Introduction: Why an inanimate Narrator?
In writing picture books, we often use personification. Personification is when we use a human attribute(s) or a feeling(s) to describe an object. For example, the leaves dance, the wind whispers, etc.
Personification differs from an inanimate narrator. By choosing an inanimate narrator, we put the reader in the shoes of an object and watch the world from that position.
This blog post is the result of the research to answer some questions I have had: when is a story far better to be narrated by an inanimate Narrator? Let’s suppose I’ve got a story idea that can be narrated by an inanimate narrator within the story’s world or by a human narrator. When does the first one work better than the latter?
Books I had in my mind weren’t recently published. So, I had another question: do publishers still (in 2022) publish picture books with inanimate Narrators?
And here is the result of my research. If you would like to read more about Narrator and its difference with POV and the types of Narrator, please read my previous blog post.
Before we start, there is an important caveat about the inanimate Narrator. Definition of the Narrator is the entity that narrates the story. This entity can be a human or an object (inanimate) from the story’s world or a god-like entity from outside the story world who observes the story and narrates the story.
The Narrator from outside of the story can be an omniscient who knows everything about everyone. Or, this Narrator can focus its narration on one character or on one object. The latter case causes confusion and many thinks of it as an inanimate Narrator.
If the Narration is focused on an inanimate object, it doesn’t mean this is an inanimate Narrator.
For example, the Narrator in Moon’s First Friends: One Giant Leap for Friendship (2020) by Susanna Leonard Hill and Elisa Paganelli is an entity from outside of the story’s world.
The Narrator tells us that the Moon is the queen of the night sky but it feels alone and longs to have a visitor. This Narrator has a limited third-person POV because it focuses only on the feelings of the Moon. It is NOT an inanimate Narrator. It would be such a Narrator if the Moon tells the story of itself.

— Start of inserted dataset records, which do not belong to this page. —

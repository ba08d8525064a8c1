// Copyright (c) 2025 Fabstir
// SPDX-License-Identifier: BUSL-1.1
use crate::api::http_server::AppState;
use axum::{extract::State, Json};
use serde::{Deserialize, Serialize};

#[derive(Debug, Clone, Serialize, Deserialize, PartialEq)]
pub struct HealthResponse {
    pub status: String,
    pub model: String,
}

impl HealthResponse {
    /// The model is loaded before the listener binds, so a process that can
    /// answer is always healthy.
    pub fn healthy(model: impl Into<String>) -> Self {
        Self {
            status: "healthy".to_string(),
            model: model.into(),
        }
    }
}

/// GET /health
pub async fn health_handler(State(state): State<AppState>) -> Json<HealthResponse> {
    Json(HealthResponse::healthy(state.embedder.model_name()))
}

Another example is School’s First Day of School (2016) by Adam Rex and Christian Robinson. The Narrator is an entity from outside of the story who focuses the narration on the school’s building feelings and thoughts. The Narrator tells us the conversation between the building and the janitor. But, this doesn’t mean that the Narrator is the school’s building. It is NOT an inanimate Narrator.
The following examples will shed more light on this subject. This blog post is the second part of the blog post I wrote before about the Narrator and its different types.
Inanimate Narrator in Non-Fiction
In non-fiction books, we don’t have a Narrator in the exact meaning as it is in fiction. However, there is a kind of Narrator in non-fiction because someone should speak anyway! And that can be an inanimate Narrator. Here are some examples of traditionally published non-fiction picture books with inanimate Narrators.
- The Narrator in Earth! My First 4. 54 Billion Years (2017) by Stacy McAnulty and David Litchfield is Earth. Earth tells the reader about its solar system family, its birth story, and a brief but very fun review of its evolution until today. This book is part of a five-book collection called OUR UNIVERSE.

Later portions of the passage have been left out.